2.3.– Relativamente all’articolo 44, comma 1, lettera b), che prevede, attraverso l’inserimento dell’art. 20-bis nella legge reg. Molise n. 10 del 2010, l’esclusione dalle dotazioni organiche della Regione di alcune figure di dirigenza generale (Direttore di Dipartimento, Direttore generale della Salute, Segretario Generale del Consiglio regionale, Capo del Servizio di Gabinetto del Presidente della Giunta regionale e degli affari istituzionali, Capo del Servizio di Gabinetto del Presidente del Consiglio regionale e affari istituzionali), il ricorrente afferma che tale disposizione non solo compromette la corretta quantificazione delle risorse da destinare al finanziamento della retribuzione di posizione e di risultato dei dirigenti, producendo effetti negativi in ordine al rispetto della normativa vigente in materia di contenimento e controllo della spesa complessiva di personale, ma non specifica le modalità di conferimento dei relativi incarichi dirigenziali ai fini del rispetto delle percentuali indicate dall’art. 19, comma 6, del d.lgs. n. 165 del 2001. Per tali ragioni, ad avviso del ricorrente, la previsione normativa censurata contrasta con i principi di buon andamento sanciti dall’art. 97 Cost., nonché con l’art 117, secondo comma, lettera l), Cost., che riserva alla competenza esclusiva dello Stato l’ordinamento civile e, quindi, i rapporti di diritto privato regolabili dal codice civile.
2.4.– Infine, con riguardo all’articolo 44, comma 6, lettera h) – che dispone la sostituzione dell’art. 31, comma 3, della legge n. 10 del 2010, in materia di trattamenti economici complessivi dei dirigenti apicali degli enti dipendenti dalla Regione, delle società direttamente o indirettamente partecipate, delle fondazioni o altri organismi dipendenti – il ricorrente sostiene che, ferma restando la necessità che sia rispettato il limite massimo retributivo di cui all’articolo 13 del decreto-legge 24 aprile 2014, n. 66 (Misure urgenti per la competitività e la giustizia sociale), convertito, con modificazioni, dall’art. 1, comma 1, della legge 23 giugno 2014, n. 89, le dettagliate indicazioni in essa presenti in ordine alla costituzione dei trattamenti economici complessivi dei dirigenti apicali dei suddetti enti, determinano una lesione dell’art. 117, secondo comma, lettera l), Cost., in quanto tale previsione costituzionale riserva alla competenza esclusiva dello Stato l’ordinamento civile e, quindi, i rapporti di diritto privato regolati dal codice civile.

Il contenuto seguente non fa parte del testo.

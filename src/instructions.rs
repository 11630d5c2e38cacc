use std::collections::HashMap;
use std::fmt;

use once_cell::sync::Lazy;
use serde::{Deserialize, Serialize};

use crate::decoder::Op;
use crate::exec::MicroOp;
pub use crate::isa::nmos::TABLE;

#[derive(Debug, Clone, Copy, PartialEq, Eq, Hash, Serialize, Deserialize)]
pub enum AddrMode {
    /// No operand bytes. Shifts and rotates in this mode act on the accumulator.
    Implied,
    Immediate,
    ZeroPage,
    ZeroPageX,
    ZeroPageY,
    Absolute,
    AbsoluteX,
    AbsoluteY,
    Indirect,
    IndirectX,
    IndirectY,
    Relative,
}

impl AddrMode {
    /// Total encoded size, opcode included.
    pub const fn size(self) -> u8 {
        match self {
            AddrMode::Implied => 1,
            AddrMode::Absolute | AddrMode::AbsoluteX | AddrMode::AbsoluteY | AddrMode::Indirect => 3,
            _ => 2,
        }
    }

    /// Suffix appended to the upper-case mnemonic to form a descriptor name.
    pub const fn suffix(self) -> &'static str {
        match self {
            AddrMode::Implied | AddrMode::Relative => "",
            AddrMode::Immediate => "_IMM",
            AddrMode::ZeroPage => "_ZP",
            AddrMode::ZeroPageX => "_ZP_X",
            AddrMode::ZeroPageY => "_ZP_Y",
            AddrMode::Absolute => "_ABS",
            AddrMode::AbsoluteX => "_ABS_X",
            AddrMode::AbsoluteY => "_ABS_Y",
            AddrMode::Indirect => "_IND",
            AddrMode::IndirectX => "_IND_X",
            AddrMode::IndirectY => "_IND_Y",
        }
    }

    /// Tests whether normalized operand text (lowercase, no whitespace) is
    /// written in this addressing mode.
    pub fn matches(self, operand: &str) -> bool {
        match self {
            AddrMode::Implied => operand.is_empty(),
            AddrMode::Immediate => operand.strip_prefix('#').is_some_and(is_immediate_literal),
            AddrMode::ZeroPage => is_hex(operand, 1, 2),
            AddrMode::ZeroPageX => operand.strip_suffix(",x").is_some_and(|o| is_hex(o, 1, 2)),
            AddrMode::ZeroPageY => operand.strip_suffix(",y").is_some_and(|o| is_hex(o, 1, 2)),
            AddrMode::Absolute => is_ident(operand) || is_hex(operand, 3, 4),
            AddrMode::AbsoluteX => operand
                .strip_suffix(",x")
                .is_some_and(|o| is_ident(o) || is_hex(o, 3, 4)),
            AddrMode::AbsoluteY => operand
                .strip_suffix(",y")
                .is_some_and(|o| is_ident(o) || is_hex(o, 3, 4)),
            AddrMode::Indirect => operand
                .strip_prefix('(')
                .and_then(|o| o.strip_suffix(')'))
                .is_some_and(|o| is_ident(o) || is_hex(o, 1, 4)),
            AddrMode::IndirectX => operand
                .strip_prefix('(')
                .and_then(|o| o.strip_suffix(",x)"))
                .is_some_and(|o| is_hex(o, 1, 2)),
            AddrMode::IndirectY => operand
                .strip_prefix('(')
                .and_then(|o| o.strip_suffix("),y"))
                .is_some_and(|o| is_hex(o, 1, 2)),
            AddrMode::Relative => is_ident(operand) || is_hex(operand, 1, 2),
        }
    }
}

/// `$` followed by `min..=max` hex digits.
fn is_hex(s: &str, min: usize, max: usize) -> bool {
    s.strip_prefix('$').is_some_and(|digits| {
        (min..=max).contains(&digits.len()) && digits.bytes().all(|b| b.is_ascii_hexdigit())
    })
}

fn is_immediate_literal(s: &str) -> bool {
    if is_hex(s, 1, 2) {
        return true;
    }
    if let Some(bits) = s.strip_prefix('%') {
        return (1..=8).contains(&bits.len()) && bits.bytes().all(|b| b == b'0' || b == b'1');
    }
    (1..=3).contains(&s.len()) && s.bytes().all(|b| b.is_ascii_digit())
}

pub(crate) fn is_ident(s: &str) -> bool {
    let mut bytes = s.bytes();
    match bytes.next() {
        Some(b) if b.is_ascii_alphabetic() || b == b'_' => {}
        _ => return false,
    }
    bytes.all(|b| b.is_ascii_alphanumeric() || b == b'_')
}

#[derive(Clone, Copy)]
pub struct InstrDesc {
    pub name: &'static str,
    pub opcode: u8,
    pub op: Op,
    pub mode: AddrMode,
    pub micro: MicroOp,
}

impl InstrDesc {
    pub const fn new(opcode: u8, name: &'static str, op: Op, mode: AddrMode, micro: MicroOp) -> Self {
        Self { name, opcode, op, mode, micro }
    }

    pub const fn size(&self) -> u8 {
        self.mode.size()
    }

    pub const fn mnemonic(&self) -> &'static str {
        self.op.mnemonic()
    }
}

impl fmt::Debug for InstrDesc {
    fn fmt(&self, f: &mut fmt::Formatter<'_>) -> fmt::Result {
        f.debug_struct("InstrDesc")
            .field("name", &self.name)
            .field("opcode", &format_args!("{:#04x}", self.opcode))
            .field("op", &self.op)
            .field("mode", &self.mode)
            .finish()
    }
}

impl PartialEq for InstrDesc {
    fn eq(&self, other: &Self) -> bool {
        self.opcode == other.opcode
    }
}

impl Eq for InstrDesc {}

static BY_NAME: Lazy<HashMap<&'static str, &'static InstrDesc>> =
    Lazy::new(|| TABLE.iter().map(|d| (d.name, d)).collect());

static BY_OPCODE: Lazy<[Option<&'static InstrDesc>; 256]> = Lazy::new(|| {
    let mut ops = [None; 256];
    for d in TABLE.iter() {
        ops[d.opcode as usize] = Some(d);
    }
    ops
});

pub fn lookup_by_name(name: &str) -> Option<&'static InstrDesc> {
    BY_NAME.get(name).copied()
}

pub fn lookup_by_opcode(opcode: u8) -> Option<&'static InstrDesc> {
    BY_OPCODE[opcode as usize]
}

/// All encodings of a mnemonic, in opcode order.
pub fn by_mnemonic(mnemonic: &str) -> impl Iterator<Item = &'static InstrDesc> + '_ {
    TABLE.iter().filter(move |d| d.mnemonic() == mnemonic)
}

3.– La Regione Molise non si è costituita.
Considerato in diritto
1.– Con il ricorso in esame il Presidente del Consiglio dei ministri ha impugnato quattro disposizioni della legge della Regione Molise 4 maggio 2015, n. 8, recante «Disposizioni collegate alla manovra di bilancio 2015 in materia di entrate e spese. Modificazioni e integrazioni di leggi regionali».
1.1.– La prima questione concerne l’art. 32, comma 3, secondo cui la titolarità del servizio Centrale unica di committenza regionale, istituita ai sensi dell’art. 22 della stessa legge regionale, può essere conferita anche a personale esterno all’amministrazione regionale in deroga alle disposizioni vigenti. Tale deroga è interpretata dal ricorrente come riferibile alle disposizioni di cui all’art. 19, comma 6, del decreto legislativo 30 marzo 2001, n. 165 (Norme generali sull’ordinamento del lavoro alle dipendenze delle amministrazioni pubbliche), in materia di conferimento di incarichi dirigenziali a tempo determinato, le quali sono riconducibili all’ordinamento civile riservato alla competenza esclusiva dello Stato ai sensi dell’art. 117, secondo comma, lettera l), della Costituzione.
1.2.– La seconda questione è relativa all’art. 43, comma 3, della legge regionale in esame, che prevede il subentro della Regione Molise alla soppressa Autorità di bacino dei fiumi Trigno ed altri nell’esercizio delle funzioni e dei rapporti giuridici attivi e passivi, compresi quelli relativi ai beni e al personale appartenente al ruolo regionale. Da tale previsione il ricorrente fa discendere la possibilità che si determini un inquadramento riservato del personale della soppressa Autorità eventualmente assunto senza concorso pubblico in violazione dell’art. 97 Cost.
1.3.– La terza questione concerne l’art. 44 della legge regionale in esame laddove al comma 1, lettera b), apporta modifiche alla legge della Regione Molise 23 marzo 2010, n. 10 (Norme in materia di organizzazione dell’amministrazione regionale e del personale con qualifica dirigenziale), inserendo un articolo 20-bis nel quale si dispone che una serie di posti corrispondenti a figure funzionali dell’alta dirigenza regionale non sono ricompresi nelle dotazioni organiche della Regione. La disposizione è censurata sotto un duplice profilo: mancata quantificazione delle risorse destinate al finanziamento delle relative retribuzioni; mancata specificazione delle modalità di conferimento dei relativi incarichi. In tal modo ad avviso del ricorrente la norma si pone in contrasto sia con l’art. 97 Cost. con riguardo al principio di buon andamento, sia ancora una volta con l’art. 117, secondo comma, lettera l), Cost., in quanto interferisce in materia riservata alla competenza esclusiva dello Stato, quale è quella dei rapporti di diritto privato regolati dalla legge.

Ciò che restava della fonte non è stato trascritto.